Chapter 3 - General forms of Bivariate survival functions with reliability applications

Abstract

We develop a new general theory for the problem of constructing bivariate probability distributions given two arbitrary marginals. The new approach and the associated theory is competitive to the usually deployed copula methodology. The main area of application of the construction methods, as well as new specific classes of bivariate models, is the reliability of systems with dependent component lifetimes. However, the applicability of our approach goes far beyond that set of reliability problems, especially toward biomedical settings and econometrics. This significantly wide spectrum of possible applications is a result of the high generality of the theory.

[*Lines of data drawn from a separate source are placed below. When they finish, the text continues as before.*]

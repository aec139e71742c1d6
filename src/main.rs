use anyhow::{Context, Result};
use clap::{Parser, Subcommand, ValueEnum};
use dotenv::dotenv;
use log::{info, warn};
use std::fs;
use std::io::{self, Write};
use std::path::PathBuf;

use pdf_chat::config::RagConfig;
use pdf_chat::database::{IndexStore, LocalIndexStore, QdrantConfig, QdrantIndexStore};
use pdf_chat::document::{is_pdf_path, PdfUpload};
use pdf_chat::embeddings::Embedder;
use pdf_chat::gemini::{GeminiClient, GeminiConfig};
use pdf_chat::prompt::AnswerGenerator;
use pdf_chat::rag::RagEngine;
use pdf_chat::session::{
    ChatSession, ProcessOutcome, ReplyKind, StatelessQuery, PROCESSING_COMPLETE,
};

/// Ask questions about PDF documents using Gemini embeddings and completions
#[derive(Parser, Debug)]
#[command(version, about, long_about = None)]
struct Args {
    #[command(subcommand)]
    command: Command,

    /// Where `process` persists the index and `ask` reads it
    #[arg(long, value_enum, default_value_t = StoreKind::Local, global = true)]
    store: StoreKind,

    /// Directory of the local index (overrides RAG_INDEX_DIR)
    #[arg(long, global = true)]
    index_dir: Option<PathBuf>,
}

#[derive(Subcommand, Debug)]
enum Command {
    /// Extract, chunk and embed PDF files, then save the index
    Process {
        /// PDF files to index
        #[arg(required = true)]
        files: Vec<PathBuf>,
    },
    /// Answer a question from the saved index; without a question, keep asking
    Ask {
        question: Option<String>,
    },
    /// Interactive chat that keeps its index and history in memory
    Chat {
        /// PDF files to process before the first question
        files: Vec<PathBuf>,

        /// Write the conversation to this file as JSON on exit
        #[arg(long)]
        transcript: Option<PathBuf>,
    },
}

#[derive(Copy, Clone, Debug, PartialEq, Eq, ValueEnum)]
enum StoreKind {
    /// JSON file in a local directory
    Local,
    /// Collection on a Qdrant server (QDRANT_URL)
    Qdrant,
}

enum StatelessAction {
    Process(Vec<PathBuf>),
    Ask(Option<String>),
}

#[tokio::main]
async fn main() -> Result<()> {
    // Initialize environment
    dotenv().ok();
    env_logger::init();

    let args = Args::parse();

    // Load configuration from environment
    let mut rag_config = RagConfig::from_env().context("Invalid RAG settings")?;
    if let Some(index_dir) = args.index_dir {
        rag_config.index_dir = index_dir;
    }
    let gemini_config = GeminiConfig::from_env().context("Invalid Gemini settings")?;

    let action = match args.command {
        Command::Chat { files, transcript } => {
            return run_chat(&rag_config, gemini_config, files, transcript).await;
        }
        Command::Process { files } => StatelessAction::Process(files),
        Command::Ask { question } => StatelessAction::Ask(question),
    };

    // The stateless commands only notice a missing key at the first API call
    let gemini = GeminiClient::new(gemini_config);
    let engine = RagEngine::new(gemini.clone(), gemini, &rag_config)?;

    match args.store {
        StoreKind::Local => {
            let store = LocalIndexStore::new(&rag_config.index_dir);
            run_stateless(StatelessQuery::new(engine, store), action).await
        }
        StoreKind::Qdrant => {
            let qdrant_config = QdrantConfig::from_env().context("Missing QDRANT_URL")?;
            let store = QdrantIndexStore::new(qdrant_config)
                .context("Failed to initialize Qdrant client")?;
            run_stateless(StatelessQuery::new(engine, store), action).await
        }
    }
}

async fn run_stateless<E, G, S>(
    handler: StatelessQuery<E, G, S>,
    action: StatelessAction,
) -> Result<()>
where
    E: Embedder,
    G: AnswerGenerator,
    S: IndexStore,
{
    match action {
        StatelessAction::Process(files) => {
            let uploads = files
                .iter()
                .map(PdfUpload::from_path)
                .collect::<pdf_chat::Result<Vec<_>>>()
                .context("Failed to read documents")?;

            println!("Processing {} file(s)...", uploads.len());
            let chunks = handler
                .process(&uploads)
                .await
                .context("Failed to process documents")?;
            println!(
                "Done. Indexed {} chunks into {}",
                chunks,
                handler.store().location()
            );
            Ok(())
        }
        StatelessAction::Ask(Some(question)) => {
            let answer = handler.ask(&question).await?;
            println!("Reply: {}", answer);
            Ok(())
        }
        StatelessAction::Ask(None) => run_query_loop(&handler).await,
    }
}

/// Answer questions one at a time until `exit`
async fn run_query_loop<E, G, S>(handler: &StatelessQuery<E, G, S>) -> Result<()>
where
    E: Embedder,
    G: AnswerGenerator,
    S: IndexStore,
{
    println!("Ask a question about your PDF files. Type 'exit' to quit.");

    while let Some(question) = prompt_line("\nYour question: ")? {
        if question.is_empty() {
            continue;
        }
        if is_exit(&question) {
            break;
        }

        let answer = handler.ask(&question).await?;
        println!("Reply: {}", answer);
    }

    println!("Goodbye!");
    Ok(())
}

async fn run_chat(
    rag_config: &RagConfig,
    gemini_config: GeminiConfig,
    files: Vec<PathBuf>,
    transcript: Option<PathBuf>,
) -> Result<()> {
    // Chat refuses to start without a key
    gemini_config.require_api_key()?;

    let gemini = GeminiClient::new(gemini_config);
    let engine = RagEngine::new(gemini.clone(), gemini, rag_config)?;
    let mut session = ChatSession::new(engine);

    println!("Chat with your PDFs using Gemini");
    println!("Type :help for commands.");

    if !files.is_empty() {
        process_paths(&mut session, &files).await;
    }

    while let Some(line) = prompt_line("\nyou> ")? {
        if line.is_empty() {
            continue;
        }
        if is_exit(&line) {
            break;
        }

        match line.split_whitespace().next() {
            Some(":help") => print_help(),
            Some(":history") => print_history(&session),
            Some(":process") => {
                let paths: Vec<PathBuf> = split_paths(&line)
                    .into_iter()
                    .skip(1)
                    .map(PathBuf::from)
                    .collect();
                process_paths(&mut session, &paths).await;
            }
            _ => {
                let reply = session.ask(&line).await;
                match reply.kind {
                    ReplyKind::Answer => println!("assistant> {}", reply.content),
                    ReplyKind::Warning => println!("assistant> [warning] {}", reply.content),
                    ReplyKind::Error => println!("assistant> [error] {}", reply.content),
                }
            }
        }
    }

    if let Some(path) = transcript {
        let json = serde_json::to_string_pretty(session.history())?;
        fs::write(&path, json)
            .with_context(|| format!("Failed to write transcript {}", path.display()))?;
        info!("Transcript written to {}", path.display());
    }

    println!("Goodbye!");
    Ok(())
}

/// Read the given PDF paths and reprocess the session
async fn process_paths<E, G>(session: &mut ChatSession<E, G>, paths: &[PathBuf])
where
    E: Embedder,
    G: AnswerGenerator,
{
    let mut uploads = Vec::new();
    for path in paths {
        if !is_pdf_path(path) {
            warn!("Skipping {}: not a PDF file", path.display());
            println!("Skipping {}: not a PDF file", path.display());
            continue;
        }
        match PdfUpload::from_path(path) {
            Ok(upload) => uploads.push(upload),
            Err(e) => {
                println!("[error] {}", e);
                println!("[error] Failed to process documents.");
                return;
            }
        }
    }

    println!("Processing documents...");
    match session.process(&uploads).await {
        Ok(ProcessOutcome::Ready { chunks }) => {
            println!("{} ({} chunks)", PROCESSING_COMPLETE, chunks);
        }
        Ok(outcome) => println!("[warning] {}", outcome.message()),
        Err(e) => {
            println!("[error] {}", e);
            println!("[error] Failed to process documents.");
        }
    }
}

fn print_help() {
    println!(":process <file.pdf>...  replace the index with these PDF files");
    println!("                        quote paths that contain spaces: \"my file.pdf\"");
    println!(":history                show the conversation so far");
    println!("exit | quit             leave the chat");
    println!("anything else is sent as a question");
}

fn print_history<E, G>(session: &ChatSession<E, G>)
where
    E: Embedder,
    G: AnswerGenerator,
{
    if session.history().is_empty() {
        println!("(no messages yet)");
    }
    for turn in session.history() {
        println!("{}> {}", turn.role, turn.content);
    }
}

/// Print a prompt and read one trimmed line; `None` at end of input
fn prompt_line(prompt: &str) -> Result<Option<String>> {
    let mut stdout = io::stdout();
    print!("{}", prompt);
    stdout.flush()?;

    let mut buffer = String::new();
    if io::stdin().read_line(&mut buffer)? == 0 {
        return Ok(None);
    }
    Ok(Some(buffer.trim().to_string()))
}

fn is_exit(line: &str) -> bool {
    matches!(line.to_lowercase().as_str(), "exit" | "quit")
}

/// Split a command line on whitespace; single or double quotes group a path
fn split_paths(line: &str) -> Vec<String> {
    let mut words = Vec::new();
    let mut current = String::new();
    let mut quote: Option<char> = None;
    let mut in_word = false;

    for c in line.chars() {
        match quote {
            Some(q) if c == q => quote = None,
            Some(_) => current.push(c),
            None if c == '"' || c == '\'' => {
                quote = Some(c);
                in_word = true;
            }
            None if c.is_whitespace() => {
                if in_word {
                    words.push(std::mem::take(&mut current));
                    in_word = false;
                }
            }
            None => {
                current.push(c);
                in_word = true;
            }
        }
    }
    if in_word {
        words.push(current);
    }
    words
}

As it is shown, any arbitrary bivariate survival function can be represented in one, common for all such functions, universal form as the arithmetic product of two marginal survival functions and the defined “dependence function” (the joiner) which impose stochastic dependence. Thus, the main task in any bivariate model's construction is to find a proper joiner given two fixed marginals. For that we formulate sufficient conditions for candidate functions of two variables to be proper joiners “connecting” two, given in advance, marginal survival functions into a bivariate distribution. Based on that criterion we construct three specific, but very wide, classes of bivariate stochastic models which can be applied in reliability as well as in other areas of scientific practice. In Section 3 of this chapter we investigate seven classical bivariate models in light of the newly created theory using new tools. Some interesting new observations on the properties of that seven distributions were obtained independently of the existing knowledge associated with these models.